IDegLira and microbioma in very old type 2 diabetes patients

Introduction: The relationship between the intestinal microbial destabilization in Type 2 Diabetes (T2D) and reversal of dysbiosis via anti-diabetic treatment remains unclear, especially in old T2D patients. Methods: We performed an open, single-arm interventional study investigating the effect of IDegLira on the composition and function of the gut microbiota in a group of very old diabetic subjects. Forty participants replaced the pre-existing hypoglycemic therapeutic scheme, whatever it was, with or without insulin, with a single daily and flexible in time administration of iDegLira. The clinical protocol included 2 ambulatory visits, at the beginning of study (V0), and 6 months after switching therapy to iDegLira (V1). In each visit feces samples were collected. We also evaluated improvement of Quality of Life, changes in glucose metabolism, depression, cognitive function, level of independence, and markers of inflammation after 6 months. Results: Thirty-five patients (12 women, 27 men, mean age = 81.4 y) completed the protocol. However, for the metagenomic analysis we included only in twenty-four patients who properly collected feces samples in both study visits. Upon glycated hemoglobin (HbA1c) changes to IDegLira, we divided participants in “responders” (n=13) if, respect to V0 HbA1c, V1 HbA1c decreased 0.3% or more, and in “non-responder” all the others participants (n=11).

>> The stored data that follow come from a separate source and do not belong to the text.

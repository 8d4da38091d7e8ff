//! Chart specification and the composed, render-ready chart.

use crate::series::{PlotSeries, SeriesColor};
use serde::Serialize;

/// Scale of the x axis.
#[derive(Debug, Clone, Copy, PartialEq, Eq, Default, Serialize)]
#[serde(rename_all = "lowercase")]
pub enum AxisScale {
    #[default]
    Linear,
    /// Base-10 logarithmic; requires a positive domain
    Log,
}

impl AxisScale {
    /// Map a data value to drawing space (log10 for `Log`)
    pub fn to_axis(&self, value: f64) -> f64 {
        match self {
            AxisScale::Linear => value,
            AxisScale::Log => value.log10(),
        }
    }

    /// Inverse of [`AxisScale::to_axis`]
    pub fn from_axis(&self, value: f64) -> f64 {
        match self {
            AxisScale::Linear => value,
            AxisScale::Log => 10f64.powf(value),
        }
    }
}

/// Fixed typography of a chart, in points.
#[derive(Debug, Clone, Copy, PartialEq, Serialize)]
pub struct ChartStyle {
    /// Title size
    pub title_font_size: f64,
    /// Axis label and legend size
    pub label_font_size: f64,
    /// Tick label size
    pub tick_font_size: f64,
    /// Bold title
    pub title_bold: bool,
}

impl ChartStyle {
    /// Benchmark time/error figures
    pub fn benchmark() -> Self {
        Self {
            title_font_size: 20.0,
            label_font_size: 16.0,
            tick_font_size: 12.0,
            title_bold: true,
        }
    }

    /// Price, greek and standard deviation figures
    pub fn curves() -> Self {
        Self {
            title_font_size: 18.0,
            label_font_size: 14.0,
            tick_font_size: 11.0,
            title_bold: true,
        }
    }
}

impl Default for ChartStyle {
    fn default() -> Self {
        Self::curves()
    }
}

/// What to draw, minus the data.
#[derive(Debug, Clone, PartialEq)]
pub struct ChartSpec {
    /// Verbatim title; `\n` separates lines
    pub title: String,
    /// x axis description
    pub x_label: String,
    /// y axis description
    pub y_label: String,
    /// Linear, or log10 for sample-count axes
    pub x_scale: AxisScale,
    /// Typography
    pub style: ChartStyle,
    /// Draw the legend when any series is labelled
    pub show_legend: bool,
}

impl ChartSpec {
    /// Linear chart with the default style and a legend
    pub fn new(title: impl Into<String>) -> Self {
        Self {
            title: title.into(),
            x_label: String::new(),
            y_label: String::new(),
            x_scale: AxisScale::Linear,
            style: ChartStyle::default(),
            show_legend: true,
        }
    }

    /// Set the x axis description
    pub fn x_label(mut self, label: impl Into<String>) -> Self {
        self.x_label = label.into();
        self
    }

    /// Set the y axis description
    pub fn y_label(mut self, label: impl Into<String>) -> Self {
        self.y_label = label.into();
        self
    }

    /// Set the x axis scale
    pub fn x_scale(mut self, scale: AxisScale) -> Self {
        self.x_scale = scale;
        self
    }

    /// Set the typography
    pub fn style(mut self, style: ChartStyle) -> Self {
        self.style = style;
        self
    }

    /// Show or hide the legend
    pub fn legend(mut self, show: bool) -> Self {
        self.show_legend = show;
        self
    }
}

/// A chart ready for any sink: limits resolved, colours assigned,
/// legend entries collected.
#[derive(Debug, Clone, PartialEq)]
pub struct ComposedChart {
    /// What was requested
    pub spec: ChartSpec,
    /// Series in drawing order, each with a colour
    pub series: Vec<PlotSeries>,
    /// x limits in data units
    pub x_limits: (f64, f64),
    /// Padded y limits
    pub y_limits: (f64, f64),
    /// Labels of the labelled series, in supplied order
    pub legend: Vec<String>,
}

impl ComposedChart {
    /// Title split on `\n`
    pub fn title_lines(&self) -> Vec<&str> {
        self.spec.title.split('\n').collect()
    }

    /// Whether a legend should be drawn at all
    pub fn has_legend(&self) -> bool {
        self.spec.show_legend && !self.legend.is_empty()
    }

    /// Colour of series `index`
    pub fn color(&self, index: usize) -> SeriesColor {
        self.series
            .get(index)
            .and_then(|s| s.color)
            .unwrap_or_else(|| SeriesColor::cycle(index))
    }

    /// Points of series `index` that can be drawn on this chart's axes
    pub fn points(&self, index: usize) -> Vec<(f64, f64)> {
        let log_x = self.spec.x_scale == AxisScale::Log;
        self.series
            .get(index)
            .map(|s| {
                s.series
                    .points()
                    .filter(|(x, y)| x.is_finite() && y.is_finite() && (!log_x || *x > 0.0))
                    .collect()
            })
            .unwrap_or_default()
    }

    /// Like [`ComposedChart::points`] with x mapped to drawing space
    pub fn axis_points(&self, index: usize) -> Vec<(f64, f64)> {
        let scale = self.spec.x_scale;
        self.points(index)
            .into_iter()
            .map(|(x, y)| (scale.to_axis(x), y))
            .collect()
    }

    /// x limits in drawing space
    pub fn axis_x_limits(&self) -> (f64, f64) {
        let scale = self.spec.x_scale;
        (scale.to_axis(self.x_limits.0), scale.to_axis(self.x_limits.1))
    }
}

/// Compact tick label
pub fn format_tick(value: f64) -> String {
    let magnitude = value.abs();
    if magnitude != 0.0 && !(1e-3..1e5).contains(&magnitude) {
        format!("{:.1e}", value)
    } else if magnitude >= 100.0 {
        format!("{:.0}", value)
    } else {
        let fixed = format!("{:.3}", value);
        let trimmed = fixed.trim_end_matches('0').trim_end_matches('.');
        if trimmed == "-0" {
            "0".to_string()
        } else {
            trimmed.to_string()
        }
    }
}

We observed no significant differences between the “responder” and “non-responder” patients using the Shannon index. Moreover, the PCoA graph did not show any relevant cluster between groups. After a multiple test correction, the Alistipes genus was reduced in IDegLira “responder” patients while increased in “non-responder” patients (p-value=0.013, Figure 1). Linear regression analysis showed the higher abundances of Alistipes was significantly related with cognitive improvement evaluated with MMSE (adjusted r2=0.23, p=0.0005). Conclusion: Our results suggest a possible, until now unexplored, relationship between gastrointestinal tract microbes, GLP-1 agonism and cognitive function in very old TD2 individuals.